Un avion qui rampe par terre, sur les cailloux, sur le sable. Un avion qui bouge dessous. Sous l’eau. Les pieds se détachent, flottent, les bras tirent en avant. J’ai sept ans. Je nage pour la première fois. J’ai appris toute seule. Les arbres sentent. L’eau a une odeur. L’air a du goût. Je respire et j’avale. Je respire l’humidité des feuilles et des écorces. L’avion est l’ombre du corps. Chaque nageur a un avion au-dessous de lui. S’il fait beau. Un moment précieux. Je sens très fort combien je le garde et combien je le perds. L’avion avance, sombre et clair à la fois. Je nage. J’écris sans les mains. Je glisse, j’avance. Petite comète de sang. La magie est quelque chose de simple : la sueur qui perle, les larmes. Le mal, ça déborde, ça écrase, ça pèse, ça resserre. Je suis du côté du rien. Tout communique avec quelque chose. Mais avec quoi communiquent les fleurs qui s’ouvrent la nuit ? A quoi communique la poitrine devant mon dos ? Avec quoi communiqueront mes mots, le jour qui suivra ma mort ?
Je me penche sur l’eau. Ou alors c’est l’eau qui se penche sur moi. Qui me tient, entière.
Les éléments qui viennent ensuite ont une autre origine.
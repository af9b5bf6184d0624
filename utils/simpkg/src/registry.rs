use std::collections::{BTreeMap, HashMap, hash_map::Entry};

use crate::error::{PackagingError, Result};
use crate::family::Family;

/// A simulator's membership in a family.
#[derive(Debug, Clone, PartialEq, Eq)]
pub struct Registration {
    family: String,
    install_flag: bool,
    processed: bool,
}

impl Registration {
    pub fn new(family: impl Into<String>) -> Self {
        Self::with_install_flag(family, true)
    }

    pub fn with_install_flag(family: impl Into<String>, install_flag: bool) -> Self {
        Self {
            family: family.into(),
            install_flag,
            processed: false,
        }
    }

    /// Token of the owning family.
    pub fn family(&self) -> &str {
        &self.family
    }

    /// Stored for callers; emission does not consult it.
    pub fn install_flag(&self) -> bool {
        self.install_flag
    }

    pub fn was_processed(&self) -> bool {
        self.processed
    }

    fn encountered(&mut self) {
        self.processed = true;
    }
}

/// Family table plus simulator registrations.
///
/// Every registration is guaranteed to name a family present in the table.
#[derive(Debug, Clone, Default)]
pub struct Registry {
    families: BTreeMap<String, Family>,
    registrations: HashMap<String, Registration>,
}

impl Registry {
    pub fn new<F, R>(families: F, registrations: R) -> Result<Self>
    where
        F: IntoIterator<Item = Family>,
        R: IntoIterator<Item = (String, Registration)>,
    {
        let mut table = BTreeMap::new();
        for family in families {
            let token = family.token().to_string();
            if table.insert(token.clone(), family).is_some() {
                return Err(PackagingError::DuplicateFamily(token));
            }
        }

        let mut map = HashMap::new();
        for (name, registration) in registrations {
            if !table.contains_key(registration.family()) {
                return Err(PackagingError::UnknownFamily {
                    simulator: name,
                    family: registration.family().to_string(),
                });
            }
            match map.entry(name) {
                Entry::Occupied(entry) => {
                    return Err(PackagingError::DuplicateSimulator(entry.key().clone()));
                }
                Entry::Vacant(entry) => {
                    entry.insert(registration);
                }
            }
        }

        Ok(Self {
            families: table,
            registrations: map,
        })
    }

    pub fn family(&self, token: &str) -> Option<&Family> {
        self.families.get(token)
    }

    /// All families in token order, referenced or not.
    pub fn families(&self) -> impl Iterator<Item = &Family> {
        self.families.values()
    }

    pub fn registration(&self, simulator: &str) -> Option<&Registration> {
        self.registrations.get(simulator)
    }

    pub fn len(&self) -> usize {
        self.registrations.len()
    }

    pub fn is_empty(&self) -> bool {
        self.registrations.is_empty()
    }

    /// Record that `simulator` is part of the configured build.
    pub fn mark_encountered(&mut self, simulator: &str) -> Result<()> {
        let registration = self
            .registrations
            .get_mut(simulator)
            .ok_or_else(|| PackagingError::NotFound(simulator.to_string()))?;
        registration.encountered();
        tracing::debug!(simulator, family = registration.family(), "encountered");
        Ok(())
    }

    /// Mark every name in `simulators`, stopping at the first unknown one.
    pub fn mark_all<I, S>(&mut self, simulators: I) -> Result<()>
    where
        I: IntoIterator<Item = S>,
        S: AsRef<str>,
    {
        for simulator in simulators {
            self.mark_encountered(simulator.as_ref())?;
        }
        Ok(())
    }

    /// Distinct families referenced by at least one registration, in token order.
    pub fn referenced_families(&self) -> Vec<&Family> {
        let mut families: Vec<&Family> = self
            .registrations
            .values()
            .filter_map(|registration| self.families.get(registration.family()))
            .collect();
        families.sort();
        families.dedup();
        families
    }

    /// Simulators registered to `token`, sorted.
    pub fn simulators(&self, token: &str) -> Vec<&str> {
        self.collect_simulators(token, |_| true)
    }

    /// Encountered simulators registered to `token`, sorted.
    pub fn processed_simulators(&self, token: &str) -> Vec<&str> {
        self.collect_simulators(token, Registration::was_processed)
    }

    fn collect_simulators(&self, token: &str, keep: impl Fn(&Registration) -> bool) -> Vec<&str> {
        let mut sims: Vec<&str> = self
            .registrations
            .iter()
            .filter(|(_, registration)| registration.family() == token && keep(*registration))
            .map(|(name, _)| name.as_str())
            .collect();
        sims.sort_unstable();
        sims
    }
}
L’eau dépouille et comble. Remplit chaque interstice, chaque pore. Des milliers et des milliers de petites mains rapides.
On reconnaît les histoires vraies à ce qu’elles n’ont pas de chute.
— Qu’aurais-tu pu lui donner de plus ?
— Le bonheur, Signora.
Eté très sec à Beverley Hills : les rats noirs envahissent les piscines, se servent aux buffets et résistent aux chasses d’eau.
— Monsieur, vous vous dites heureux. Faut-il qu’un homme soit tombé bas pour se dire heureux ? (Baudelaire à Jules Janin – mais qui est Jules Janin ?)
Un mot qui s’autodétruit, aussitôt prononcé.
Je tremble. Je flotte.
Ecrire ? Un vide qui avance.
Le mot le plus bouleversant : promesse. Mais l’autre, l’autre est plus dangereux. Bien plus.
Quelques dizaines d’années plus tard, je nage chaque jour jusqu’au plongeoir, un cube posé au large du rivage, à cinq minutes de la maison. Ruisselant. Avec de l’herbe sur le socle. Qu’est-ce qui n’a ni poids ni consistance ? Le ruissellement de l’eau qui tombe. La stupéfac­tion d’être vivant. De ce quelque chose qui ne dépend de personne. Une échelle à la verticale, peinte en bleu, mène à deux mètres carrés de planches. Parfois, une main ruisselante, incon­nue, s’agrippe au rebord. Une nuque. L’odeur d’une nuque. Pas de visage. La femme avec un corps, la femme sans corps, deux reflets dans l’eau, se diront adieu, un jour. Le corps habillé de pleurs. Ruisselant. Le corps très lourd et très léger, après. Qui a froid et qui a chaud. Trem­blant, comme il devrait l’être, toujours. Qui a faim, soudain, très faim. La bonne heure est chaque heure. Elle est ce carré de planches.